PhD Dissertation, King's College 1982

Posth. ed., Cambridge University Press 1988

 

 

It was sad that Cambridge University Press should have accepted this work for publication shortly after my father's death in May 1983. Since he was not able to see the book through the press himself, it has been reproduced from his original doctoral dissertation without alteration, save for the excision of one chapter of general literary criticism of Edward III, and the addition of an appendix on word links between Edmund Ironside, Edward III, Henry VI Parts 1 to 3 and Titus Andronicus. This appendix is drawn from a letter published by The Times Literary Supplement on 18 March 1983, and a corrected word list found among my father's papers after his death.

Ann Pasternak Slater

Preface by Richard Proudfoot

The late Dr Eliot Slater registered as a postgraduate student in the Department of English at King's College, London in the autumn of 1977. He was awarded the London PhD in February 1982 for his statistical work on the vocabulary of the anonymous Elizabethan play The Reign of King Edward III (1596). These facts might seem unremarkable, were it not that this graduate student entered professional English studies in his seventy‑fourth year and in his retirement from an internationally eminent career in psychiatry.

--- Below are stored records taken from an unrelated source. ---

//! Bounded in-memory cache of processed images.
//!
//! Decoding and resampling are the expensive part of the gallery, so every
//! [`ProcessedImage`] is kept once built and served again whenever its slot
//! scrolls back into view or the lightbox opens it.
//!
//! # Design
//!
//! ## Keys
//!
//! Entries are keyed by the descriptor id. Identity implies content: there is
//! no TTL and no revalidation, and a changed source under the same id keeps
//! serving the old rasters for the lifetime of the cache.
//!
//! ## Eviction
//!
//! The cache holds at most `capacity` entries. When an insert would exceed
//! that, the entry inserted **earliest** among those still held is dropped.
//! Reading an entry does not move it: this is insertion-order eviction, not
//! LRU. Replacing the value of a key that is already present keeps its
//! original position.
//!
//! ## Ownership
//!
//! Each gallery owns its own cache instance. There is no global cache, so two
//! galleries never observe each other's entries.

use crate::types::ProcessedImage;
use std::collections::{HashMap, VecDeque};
use std::fmt;
use std::sync::Arc;
use tracing::debug;

/// Default maximum number of cached images.
pub const DEFAULT_MAX_ENTRIES: usize = 100;

/// Insertion-ordered, capacity-bounded map from image id to processed image.
#[derive(Debug)]
pub struct ImageCache {
    entries: HashMap<String, Arc<ProcessedImage>>,
    /// Keys in insertion order; front is the next eviction victim.
    order: VecDeque<String>,
    capacity: usize,
    stats: CacheStats,
}

impl ImageCache {
    /// Create an empty cache. A capacity of zero is raised to one.
    pub fn new(capacity: usize) -> Self {
        let capacity = capacity.max(1);
        Self {
            entries: HashMap::with_capacity(capacity),
            order: VecDeque::with_capacity(capacity),
            capacity,
            stats: CacheStats::default(),
        }
    }

    pub fn capacity(&self) -> usize {
        self.capacity
    }

    pub fn len(&self) -> usize {
        self.entries.len()
    }

    pub fn is_empty(&self) -> bool {
        self.entries.is_empty()
    }

    pub fn contains(&self, id: &str) -> bool {
        self.entries.contains_key(id)
    }

    /// Look up an entry without affecting eviction order.
    pub fn peek(&self, id: &str) -> Option<Arc<ProcessedImage>> {
        self.entries.get(id).cloned()
    }

    /// Look up an entry and count the hit or miss.
    pub fn get(&mut self, id: &str) -> Option<Arc<ProcessedImage>> {
        match self.entries.get(id) {
            Some(entry) => {
                self.stats.hit();
                Some(Arc::clone(entry))
            }
            None => {
                self.stats.miss();
                None
            }
        }
    }

    /// Store an entry, evicting the oldest insertion if the cache is full.
    ///
    /// Returns the id of the evicted entry, if any.
    pub fn insert(&mut self, id: String, image: Arc<ProcessedImage>) -> Option<String> {
        if let Some(existing) = self.entries.get_mut(&id) {
            *existing = image;
            return None;
        }

        let evicted = if self.entries.len() >= self.capacity {
            self.evict_oldest()
        } else {
            None
        };

        self.order.push_back(id.clone());
        self.entries.insert(id, image);
        evicted
    }

    /// Ids in insertion order, oldest first.
    pub fn keys(&self) -> impl Iterator<Item = &str> {
        self.order.iter().map(String::as_str)
    }

    pub fn clear(&mut self) {
        self.entries.clear();
        self.order.clear();
    }

    pub fn stats(&self) -> &CacheStats {
        &self.stats
    }

    fn evict_oldest(&mut self) -> Option<String> {
        let victim = self.order.pop_front()?;
        self.entries.remove(&victim);
        self.stats.evict();
        debug!(id = %victim, "evicted oldest cache entry");
        Some(victim)
    }
}

impl Default for ImageCache {
    fn default() -> Self {
        Self::new(DEFAULT_MAX_ENTRIES)
    }
}

/// Summary of cache behaviour over a gallery's lifetime.
#[derive(Debug, Default, Clone, PartialEq, Eq)]
pub struct CacheStats {
    pub hits: u32,
    pub misses: u32,
    pub evictions: u32,
}

impl CacheStats {
    pub fn hit(&mut self) {
        self.hits += 1;
    }

    pub fn miss(&mut self) {
        self.misses += 1;
    }

    pub fn evict(&mut self) {
        self.evictions += 1;
    }

    pub fn total(&self) -> u32 {
        self.hits + self.misses
    }
}

impl fmt::Display for CacheStats {
    fn fmt(&self, f: &mut fmt::Formatter<'_>) -> fmt::Result {
        if self.evictions > 0 {
            write!(
                f,
                "{} cached, {} processed, {} evicted ({} lookups)",
                self.hits,
                self.misses,
                self.evictions,
                self.total()
            )
        } else if self.hits > 0 {
            write!(
                f,
                "{} cached, {} processed ({} lookups)",
                self.hits,
                self.misses,
                self.total()
            )
        } else {
            write!(f, "{} processed", self.misses)
        }
    }
}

   Dr Slater's interest in Shakespeare was sustained and deeply personal. Before he came to King's he had already published articles and notes in Notes and Queries and in The Bard on the subject of the chronology of Shakespeare's works, based on analysis of the rarer elements in their vocabulary. With the encouragement of the late James Maxwell, then editor of Notes and Queries, Dr Slater decided to devote himself to more sustained study in his retirement. Unlike many other amateurs of Shakespearean scholarship, he resolutely set on one side his deep curiosity about the personality and psychology of Shakespeare and asked to be given a useful job to do. On my suggestion, he turned back to the work of Alfred Hart on the vocabulary of plays attributed to Shakespeare. He soon decided that the authorship of Edward III offered a suitable case for his treatment.

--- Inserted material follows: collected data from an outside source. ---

//! Names derived from file paths.
//!
//! Scanned files may follow the `NNN-name` convention: an optional numeric
//! prefix that orders files on disk, followed by the human name. The prefix
//! never shows up in display names:
//!
//! - `001-Oak-Panel.jpg` → "Oak Panel"
//! - `walnut_slab.png` → "walnut slab"
//! - `007.jpg` → "007" (number-only names keep the number)
//!
//! Ids and output filenames use [`slugify`]: lowercase ASCII letters, digits
//! and single dashes.

/// Result of splitting a name like `020-Oak-Panel`.
#[derive(Debug, Clone, PartialEq)]
pub struct ParsedName {
    pub number: Option<u32>,
    /// Part after `NNN-`, or the whole input when unnumbered.
    pub name: String,
}

pub fn parse_entry_name(name: &str) -> ParsedName {
    if let Some((prefix, rest)) = name.split_once('-') {
        if let Ok(num) = prefix.parse::<u32>() {
            return ParsedName {
                number: Some(num),
                name: rest.to_string(),
            };
        }
    }
    ParsedName {
        number: None,
        name: name.to_string(),
    }
}

/// Human display name for a file stem.
pub fn display_name(stem: &str) -> String {
    let parsed = parse_entry_name(stem);
    let base = if parsed.name.trim().is_empty() {
        stem
    } else {
        parsed.name.as_str()
    };
    base.split(['-', '_'])
        .filter(|word| !word.is_empty())
        .collect::<Vec<_>>()
        .join(" ")
}

/// Lowercase ASCII slug; runs of anything else collapse to one dash.
pub fn slugify(input: &str) -> String {
    let mut slug = String::with_capacity(input.len());
    let mut pending_dash = false;
    for c in input.chars() {
        if c.is_ascii_alphanumeric() {
            if pending_dash && !slug.is_empty() {
                slug.push('-');
            }
            pending_dash = false;
            slug.push(c.to_ascii_lowercase());
        } else {
            pending_dash = true;
        }
    }
    slug
}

   With increasing difficulty as his health deteriorated and in face of a number of disappointments and set‑backs ‑ most dauntingly, his reluctant acceptance that computer‑aided analysis of vocabulary could not alone determine the chronology of Shakespeare's works ‑ Eliot Slater completed his PhD thesis, 'The Problem of The Reign of King Edward III (1596): a Statistical Approach'. He took his own line of enquiry as far as it could go. His findings, though in the nature of the case they could not be decisive in favour of Shakespeare's authorship of the play, will remain an important point of reference for future investigators. His study bears the print of a rare personality, whose sharp observation and dry wit impart life to the dry bones of a statistical argument. Not least, it offers a trenchant critique of some earlier methods used in the attempt to solve the question of attribution.

   As a final, personal note I wish to record my gratitude to a remarkable student for his patient forbearance with a supervisor many years his junior in years, experience and wisdom. Guiding, and following, his work was an educative experience I should have been sorry to miss.